Observe MillerCoors, which has been out front in creating and marketing fancy packaging: ink that changes color to tell you when your beer is cold (saving you the trouble of, say, touching it to find out), or Miller Lite’s “Vortex” bottle, which added rifle-like grooves to the neck to make sure the beer is extra swirly when it reaches your tongue.
Well, Budweiser has had quite enough of this. Ad Age reports that a long-simmering trade dispute between InBev and MillerCoors over its claims to have invented a better beer package has been kicked up from an obscure trade panel to the full Federal Trade Commission for review:
In a complaint first filed with the National Advertising Division, the brewer took issue with “the implied claim that Coors Light Beer cans are technologically superior to other beer cans, and provide a more refreshing beverage experience,” according to the NAD.
The proceedings highlight how beer packaging, which was once an afterthought, has emerged as a major marketing tool for both brewers as they seek momentum in the sluggish light beer segment … Among the claims challenged by A-B InBev is the slogan that “when the mountains turn blue, it’s as cold as the Rockies.”
MillerCoors has denied that it is making exaggerated claims, though Ad Age said the company said it was getting ready to phase out the “world’s most refreshing can” ad campaign this year anyway.
Bud is hardly innocent in the package wars, however. Earlier this year, the company earned a round of snickers as it debuted the new 11.3 ounce “Bowtie” can. The gimmick was so pointless that the makers of Newcastle Brown Ale mocked it in their own ad campaign noting that you could achieve the same effect by simply indenting the can with your fingers – and you’d still get a full 12 ounces of beer. Bud is also is rolling out its new “Vented Can,” with an extra hole, supposedly for a smoother pour.
“The integrated tab design gives consumers the freedom to enjoy the superior drinkability of America’s favorite light beer in a vented can without the inconvenience of needing additional tools or objects to puncture the lid,” the company said in a press release announcing a summer test run in Kentucky.

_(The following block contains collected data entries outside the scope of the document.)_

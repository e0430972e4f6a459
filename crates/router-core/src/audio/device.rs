//! Audio device enumeration through cpal
//!
//! Devices are enumerated from ALL available audio hosts (JACK, ALSA,
//! PulseAudio, etc.). On Linux with JACK running, JACK typically exposes a
//! single "device" while ALSA shows each interface, and a 5.1 capture card is
//! often only reachable through one of them.

use cpal::traits::{DeviceTrait, HostTrait};
use cpal::{Host, HostId, SupportedStreamConfigRange};

use super::backend::{AudioDevice, DeviceDirection};
use super::config::DeviceId;
use super::error::{AudioError, AudioResult};

/// Get a human-readable name for a host ID
fn host_name(host_id: HostId) -> String {
    let name = format!("{:?}", host_id);
    match name.as_str() {
        "Alsa" => "ALSA".to_string(),
        "Jack" => "JACK".to_string(),
        "Wasapi" => "WASAPI".to_string(),
        _ => name,
    }
}

/// Get a host by its name string
fn get_host_by_name(name: &str) -> Option<Host> {
    cpal::available_hosts()
        .into_iter()
        .find(|id| host_name(*id) == name)
        .and_then(|id| cpal::host_from_id(id).ok())
}

fn host_devices(host: &Host, direction: DeviceDirection) -> AudioResult<Vec<cpal::Device>> {
    let devices: Vec<cpal::Device> = match direction {
        DeviceDirection::Input => host
            .input_devices()
            .map_err(|e| AudioError::ConfigError(e.to_string()))?
            .collect(),
        DeviceDirection::Output => host
            .output_devices()
            .map_err(|e| AudioError::ConfigError(e.to_string()))?
            .collect(),
    };
    Ok(devices)
}

/// Supported configurations of a device in one direction
pub(crate) fn supported_configs(
    device: &cpal::Device,
    direction: DeviceDirection,
) -> AudioResult<Vec<SupportedStreamConfigRange>> {
    let configs: Vec<SupportedStreamConfigRange> = match direction {
        DeviceDirection::Input => device
            .supported_input_configs()
            .map_err(|e| AudioError::ConfigError(e.to_string()))?
            .collect(),
        DeviceDirection::Output => device
            .supported_output_configs()
            .map_err(|e| AudioError::ConfigError(e.to_string()))?
            .collect(),
    };
    Ok(configs)
}

fn native_sample_rate(device: &cpal::Device, direction: DeviceDirection) -> Option<u32> {
    let config = match direction {
        DeviceDirection::Input => device.default_input_config(),
        DeviceDirection::Output => device.default_output_config(),
    };
    config.ok().map(|c| c.sample_rate().0)
}

/// Enumerate every device of one direction across all hosts
///
/// Sorted with default devices first, then by host, then by name.
pub fn get_devices(direction: DeviceDirection) -> AudioResult<Vec<AudioDevice>> {
    let mut all_devices: Vec<AudioDevice> = Vec::new();

    for host_id in cpal::available_hosts() {
        let host = match cpal::host_from_id(host_id) {
            Ok(h) => h,
            Err(e) => {
                log::debug!("Could not initialize host {:?}: {}", host_id, e);
                continue;
            }
        };

        let host_name_str = host_name(host_id);

        let default_device = match direction {
            DeviceDirection::Input => host.default_input_device(),
            DeviceDirection::Output => host.default_output_device(),
        };
        let default_device_name = default_device.and_then(|d: cpal::Device| d.name().ok());

        let devices = match host_devices(&host, direction) {
            Ok(d) => d,
            Err(e) => {
                log::debug!("Could not enumerate devices for {:?}: {}", host_id, e);
                continue;
            }
        };

        for device in devices {
            let name = match device.name() {
                Ok(n) => n,
                Err(_) => continue,
            };

            let configs = match supported_configs(&device, direction) {
                Ok(c) if !c.is_empty() => c,
                _ => continue,
            };

            let channels = configs.iter().map(|c| c.channels()).max().unwrap_or(0);
            let sample_rate = native_sample_rate(&device, direction)
                .unwrap_or_else(|| configs[0].max_sample_rate().0);

            all_devices.push(AudioDevice {
                id: DeviceId::with_host(&name, &host_name_str),
                is_default: default_device_name.as_ref() == Some(&name),
                name,
                host: host_name_str.clone(),
                channels,
                sample_rate,
            });
        }
    }

    if all_devices.is_empty() {
        return Err(AudioError::NoDevices);
    }

    all_devices.sort_by(|a, b| {
        b.is_default
            .cmp(&a.is_default)
            .then_with(|| a.host.cmp(&b.host))
            .then_with(|| a.name.cmp(&b.name))
    });

    log::info!(
        "Enumerated {} {:?} devices from {} hosts",
        all_devices.len(),
        direction,
        cpal::available_hosts().len()
    );

    Ok(all_devices)
}

/// Find a cpal device by its ID
///
/// Uses the host specified in the DeviceId if available, otherwise
/// searches all available hosts by name.
pub(crate) fn find_cpal_device(
    id: &DeviceId,
    direction: DeviceDirection,
) -> AudioResult<cpal::Device> {
    let matches = |d: &cpal::Device| d.name().ok().as_deref() == Some(id.name.as_str());

    if let Some(host) = id.host.as_deref().and_then(get_host_by_name) {
        return host_devices(&host, direction)?
            .into_iter()
            .find(matches)
            .ok_or_else(|| AudioError::DeviceNotFound(id.to_string()));
    }

    for host_id in cpal::available_hosts() {
        let Ok(host) = cpal::host_from_id(host_id) else {
            continue;
        };
        if let Ok(devices) = host_devices(&host, direction) {
            if let Some(device) = devices.into_iter().find(matches) {
                return Ok(device);
            }
        }
    }

    Err(AudioError::DeviceNotFound(id.to_string()))
}

#[cfg(test)]
mod tests {
    use super::*;

    #[test]
    fn test_device_enumeration() {
        // Tolerates machines without audio hardware
        for direction in [DeviceDirection::Input, DeviceDirection::Output] {
            match get_devices(direction) {
                Ok(devices) => {
                    println!("Found {} {:?} devices:", devices.len(), direction);
                    for device in &devices {
                        assert!(device.channels > 0);
                        println!("  - {}", device);
                    }
                }
                Err(AudioError::NoDevices) => {
                    println!("No {:?} devices available (expected in CI)", direction);
                }
                Err(e) => {
                    println!("Error enumerating devices: {}", e);
                }
            }
        }
    }

    #[test]
    fn test_unknown_device_not_found() {
        let id = DeviceId::new("surround-router-test-device-that-does-not-exist");
        assert!(find_cpal_device(&id, DeviceDirection::Output).is_err());
    }
}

Glad we have that problem licked.
I like a good beer label as much as the next guy, and I’ll admit to having bought beer once in a while simply because the packaging was eye catching. But packaging can’t keep a consumer coming back. If the beer is bad, you can hire a new Picasso to do the label and still nobody will reach for another can.
This came up earlier this year when I was talking with Lagunitas marketing guru Ron Lindenbusch for a story about founder Tony Magee. The packaging has to be good, something to which a customer relates or which tells a story, Ron said. “It’s there to pique curiosity and leave people with more of a feeling of full satisfaction from the product because the package delivers something on the mental level,” he said.
But, he added, “then the beer in the bottle has got to be good.”
So what does it say that InBev and MillerCoors seem more excited about fussing over the quality of their cans than the quality of their brews? There’s an old joke in lawyer circles that goes something like: if the facts are against you, argue the law. If the law is against you, argue the facts. If both the law and the facts are against you, shout and pound on the lectern.
Sounds like InBev and MillerCoors are at the shouting stage, beerwise.